Plus de « médecine populaire » résiste sous l’examen scientifique: Le fruit d’un arbre à feuilles persistantes au Bangladesh a trouvé pour réduire la fièvre, la douleur, l’inflammation

Myrobalan jaune (Terminalia citrina) est un type de grande plante à fleurs largement répandue à travers l’Inde et le Pakistan règles douloureuses. Ses fruits sont d’un intérêt particulier, car ils ont utilisé dans de nombreux types d’applications médicinales simplistes. Le potentiel pharmacologique de ces fruits n’a pas été complètement exploré jusqu’à récemment, lorsque de nombreux chercheurs pakistanais de diverses institutions ont pris sur eux d’évaluer les propriétés anti-inflammatoires, antipyrétiques et antinociceptives de ces fruits.

Pour les besoins de leur étude, les chercheurs ont obtenu des extraits aqueux et éthanoliques à partir de fruits jaunes de Myrobalan séchés et broyés. Ces extraits ont été mesurés à 200 mg / kg, 400 mg / kg et 600 mg / kg qui ont été administrés à des souris albinos.

Un test d’oedème de la patte induit par la carraghénine a été réalisé pour déterminer les qualités anti-inflammatoires des extraits de fruits. Les souris ont été divisées en huit groupes de cinq; le premier groupe a reçu une solution saline normale, la deuxième incométhacine, tandis que le reste des groupes ont reçu des quantités variables d’extraits de fruits de myrobalan jaune. Toutes les souris ont reçu une solution de carraghénine injectée dans leurs pattes arrière droite une heure plus tard. Les chercheurs ont noté que les souris du groupe salin normal présentaient des signes d’inflammation accrue. En revanche, les souris qui avaient reçu les extraits de Myrobalan jaune présentaient une inflammation réduite, l’extrait éthanolique présentant le plus grand rétrécissement de l’inflammation.
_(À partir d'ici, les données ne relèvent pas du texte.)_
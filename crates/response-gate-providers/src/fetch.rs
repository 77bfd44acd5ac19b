// response-gate-providers/src/fetch.rs
// ============================================================================
// Module: Analytics API Fetcher
// Description: Authenticated GET client for the upstream analytics API.
// Purpose: Return raw payloads or structured failures without interpretation.
// Dependencies: reqwest, serde_json
// ============================================================================

//! ## Overview
//! The fetcher issues one authenticated GET per tool invocation and reports
//! the result as a total [`FetchResult`]: success carries the decoded JSON
//! body uninterpreted, failure carries an HTTP status plus body text or a
//! network-kind message. List-valued parameters serialize as repeated query
//! keys in input order; empty lists are omitted before the call.
//! Security posture: response bodies are untrusted; the fetcher never treats
//! them as anything but opaque data.

// ============================================================================
// SECTION: Imports
// ============================================================================

use std::time::Duration;

use reqwest::Client;
use reqwest::StatusCode;
use reqwest::Url;
use reqwest::header::AUTHORIZATION;
use serde_json::Value;
use thiserror::Error;

// ============================================================================
// SECTION: Constants
// ============================================================================

/// Client-identification header value sent with every outbound request.
pub const USER_AGENT: &str = concat!("response-gate/", env!("CARGO_PKG_VERSION"));

/// Default data-fetch timeout in milliseconds.
pub const DEFAULT_FETCH_TIMEOUT_MS: u64 = 30_000;

// ============================================================================
// SECTION: Configuration
// ============================================================================

/// Configuration for the analytics fetcher.
#[derive(Debug, Clone, PartialEq, Eq)]
pub struct FetcherConfig {
    /// Base URL of the analytics API, fixed for the process lifetime.
    pub base_url: String,
    /// Secret attached to every request as the authentication header.
    pub api_token: String,
    /// Request timeout in milliseconds.
    pub timeout_ms: u64,
}

// ============================================================================
// SECTION: Parameter Values
// ============================================================================

/// Query parameter value accepted by the fetcher.
#[derive(Debug, Clone, PartialEq, Eq)]
pub enum ParamValue {
    /// Single scalar, already rendered as text.
    Scalar(String),
    /// List of scalars, serialized as repeated keys under the same name.
    List(Vec<String>),
}

/// Expands parameters into ordered query pairs, dropping empty lists.
fn query_pairs(params: &[(String, ParamValue)]) -> Vec<(&str, &str)> {
    let mut pairs = Vec::new();
    for (name, value) in params {
        match value {
            ParamValue::Scalar(scalar) => pairs.push((name.as_str(), scalar.as_str())),
            ParamValue::List(items) => {
                for item in items {
                    pairs.push((name.as_str(), item.as_str()));
                }
            }
        }
    }
    pairs
}

// ============================================================================
// SECTION: Fetch Results
// ============================================================================

/// Result of one fetch attempt; total over all failure modes.
#[derive(Debug, Clone, PartialEq)]
pub enum FetchResult {
    /// Decoded JSON body, semantics uninterpreted.
    Success(Value),
    /// Structured failure suitable for direct reporting.
    Failure(FetchFailure),
}

/// Failure taxonomy for fetch attempts.
#[derive(Debug, Clone, Copy, PartialEq, Eq)]
pub enum FetchFailureKind {
    /// The server answered with a non-2xx status.
    Http,
    /// The request never completed (DNS, connect, reset, decode).
    Network,
}

impl FetchFailureKind {
    /// Returns a stable label for audit events.
    #[must_use]
    pub const fn as_str(self) -> &'static str {
        match self {
            Self::Http => "http",
            Self::Network => "network",
        }
    }
}

/// Structured fetch failure carrying diagnostic detail.
#[derive(Debug, Clone, PartialEq, Eq)]
pub struct FetchFailure {
    /// Failure taxonomy kind.
    pub kind: FetchFailureKind,
    /// HTTP status code for `Http` failures.
    pub status: Option<u16>,
    /// Response body text or underlying transport message.
    pub message: String,
}

impl FetchFailure {
    /// Constructs an HTTP-status failure carrying the body text.
    #[must_use]
    pub const fn http(status: u16, message: String) -> Self {
        Self {
            kind: FetchFailureKind::Http,
            status: Some(status),
            message,
        }
    }

    /// Constructs a network-kind failure with the underlying message.
    #[must_use]
    pub const fn network(message: String) -> Self {
        Self {
            kind: FetchFailureKind::Network,
            status: None,
            message,
        }
    }
}

impl std::fmt::Display for FetchFailure {
    fn fmt(&self, f: &mut std::fmt::Formatter<'_>) -> std::fmt::Result {
        match self.status {
            Some(status) => write!(f, "request failed: HTTP {status}: {}", self.message),
            None => write!(f, "request failed: network error: {}", self.message),
        }
    }
}

// ============================================================================
// SECTION: Fetcher
// ============================================================================

/// Authenticated GET client for the analytics API.
pub struct ApiFetcher {
    /// Fetcher configuration, including the fixed base URL and secret.
    config: FetcherConfig,
    /// HTTP client used for outbound requests.
    client: Client,
}

impl ApiFetcher {
    /// Creates a new fetcher with the given configuration.
    ///
    /// # Errors
    ///
    /// Returns [`FetcherError`] when the base URL is invalid or the HTTP
    /// client cannot be created.
    pub fn new(config: FetcherConfig) -> Result<Self, FetcherError> {
        Url::parse(&config.base_url).map_err(|_| FetcherError::InvalidBaseUrl)?;
        let client = Client::builder()
            .timeout(Duration::from_millis(config.timeout_ms))
            .user_agent(USER_AGENT)
            .build()
            .map_err(|_| FetcherError::ClientBuild)?;
        Ok(Self {
            config,
            client,
        })
    }

    /// Fetches one endpoint, returning a total result rather than an error.
    ///
    /// Non-2xx statuses become `Http` failures with the body text; transport
    /// errors and undecodable 2xx bodies become `Network` failures.
    pub async fn fetch(&self, path: &str, params: &[(String, ParamValue)]) -> FetchResult {
        let url = format!(
            "{}/{}",
            self.config.base_url.trim_end_matches('/'),
            path.trim_start_matches('/')
        );
        let response = self
            .client
            .get(url)
            .header(AUTHORIZATION, format!("Token {}", self.config.api_token))
            .query(&query_pairs(params))
            .send()
            .await;
        match response {
            Ok(response) => {
                let status = response.status();
                if status.is_success() {
                    decode_body(response).await
                } else {
                    let body = response.text().await.unwrap_or_default();
                    FetchResult::Failure(FetchFailure::http(status.as_u16(), body))
                }
            }
            Err(err) => FetchResult::Failure(FetchFailure::network(err.to_string())),
        }
    }
}

/// Decodes a 2xx response body as JSON.
async fn decode_body(response: reqwest::Response) -> FetchResult {
    let status: StatusCode = response.status();
    match response.json::<Value>().await {
        Ok(value) => FetchResult::Success(value),
        Err(err) => FetchResult::Failure(FetchFailure::network(format!(
            "HTTP {} body was not valid json: {err}",
            status.as_u16()
        ))),
    }
}

// ============================================================================
// SECTION: Errors
// ============================================================================

/// Fetcher construction errors.
#[derive(Debug, Error)]
pub enum FetcherError {
    /// The configured base URL failed to parse.
    #[error("invalid analytics base url")]
    InvalidBaseUrl,
    /// The HTTP client could not be created.
    #[error("http client build failed")]
    ClientBuild,
}

// ============================================================================
// SECTION: Tests
// ============================================================================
Cette partie de leur expérience a également servi à mettre en évidence la possible qualité antinociceptive des extraits, ou leur capacité à inhiber la sensation de douleur. Les chercheurs ont mesuré cela en observant les cris des souris. Ceux qui avaient reçu de l’indométhacine se tordaient le moins. Cependant, la convulsion des souris qui avaient été injectées avec des extraits éthanoliques et aqueux a indiqué que les deux pourraient être utiles pour maîtriser la douleur.

Pour tester l’activité antipyrétique ou réductrice de la fièvre des extraits, les chercheurs ont injecté de la levure de bière dans les souris. Au bout de 18 heures, lorsque la température des souris avait légèrement augmenté (environ 0,5 à 0,9 degré Fahrenheit), on leur donnait une solution saline normale, de l’acétaminophène ou des extraits aqueux ou éthanoliques. Bien que l’acétaminophène se soit avéré le plus efficace pour abaisser la fièvre, les deux extraits ont été notés pour améliorer la température corporelle de diverses souris. Encore une fois, la dose la plus élevée d’extrait éthanolique s’est révélée être la plus efficace en action antipyrétique.

« Les résultats de cette étude ont indiqué que les extraits de fruits de Terminalia citrina possédaient une activité anti-inflammatoire, analgésique et antipyrétique significative à 200mg / kg, 400mg / kg et 600mg / kg comparé au groupe témoin négatif », ont écrit les chercheurs dans leur étude. , qui a été publié dans la revue africaine des médecines traditionnelles, complémentaires et alternatives.

Ils ont ajouté: « L’effet de l’inhibition de l’inflammation et de la convulsion et de la protection contre la fièvre était plus important à des doses plus élevées qu’à des doses plus faibles. L’extrait éthanolique de Terminalia citrina était plus efficace que l’extrait aqueux de Terminalia citrina. « 

Bien que les chercheurs aient noté que ces effets positifs ont seulement été observés jusqu’à présent chez les animaux, ils ont noté que les extraits pourraient être utiles pour une utilisation ultérieure. Ils ont expliqué que c’était en raison des effets secondaires des médicaments généralement utilisés pour gérer la douleur et la fièvre. Parmi ces effets secondaires figurent les problèmes gastro-intestinaux tels que les vomissements, les nausées et la diarrhée; les problèmes cardiovasculaires qui augmentent le risque de crise cardiaque; et la probabilité à long terme de dépendance. (Relatif: Le Défi Side-Effect: médicaments de plantes entières contre homologues de médicaments.)

Pour cette raison, les chercheurs et beaucoup d’autres ont commencé à se pencher sur les médicaments traditionnels pour traiter les maladies courantes. En plus d’avoir moins d’effets secondaires qu’un bon nombre de médicaments modernes, ces remèdes traditionnels sont beaucoup moins chers, car ils proviennent de sources naturelles qui sont le plus souvent largement distribuées.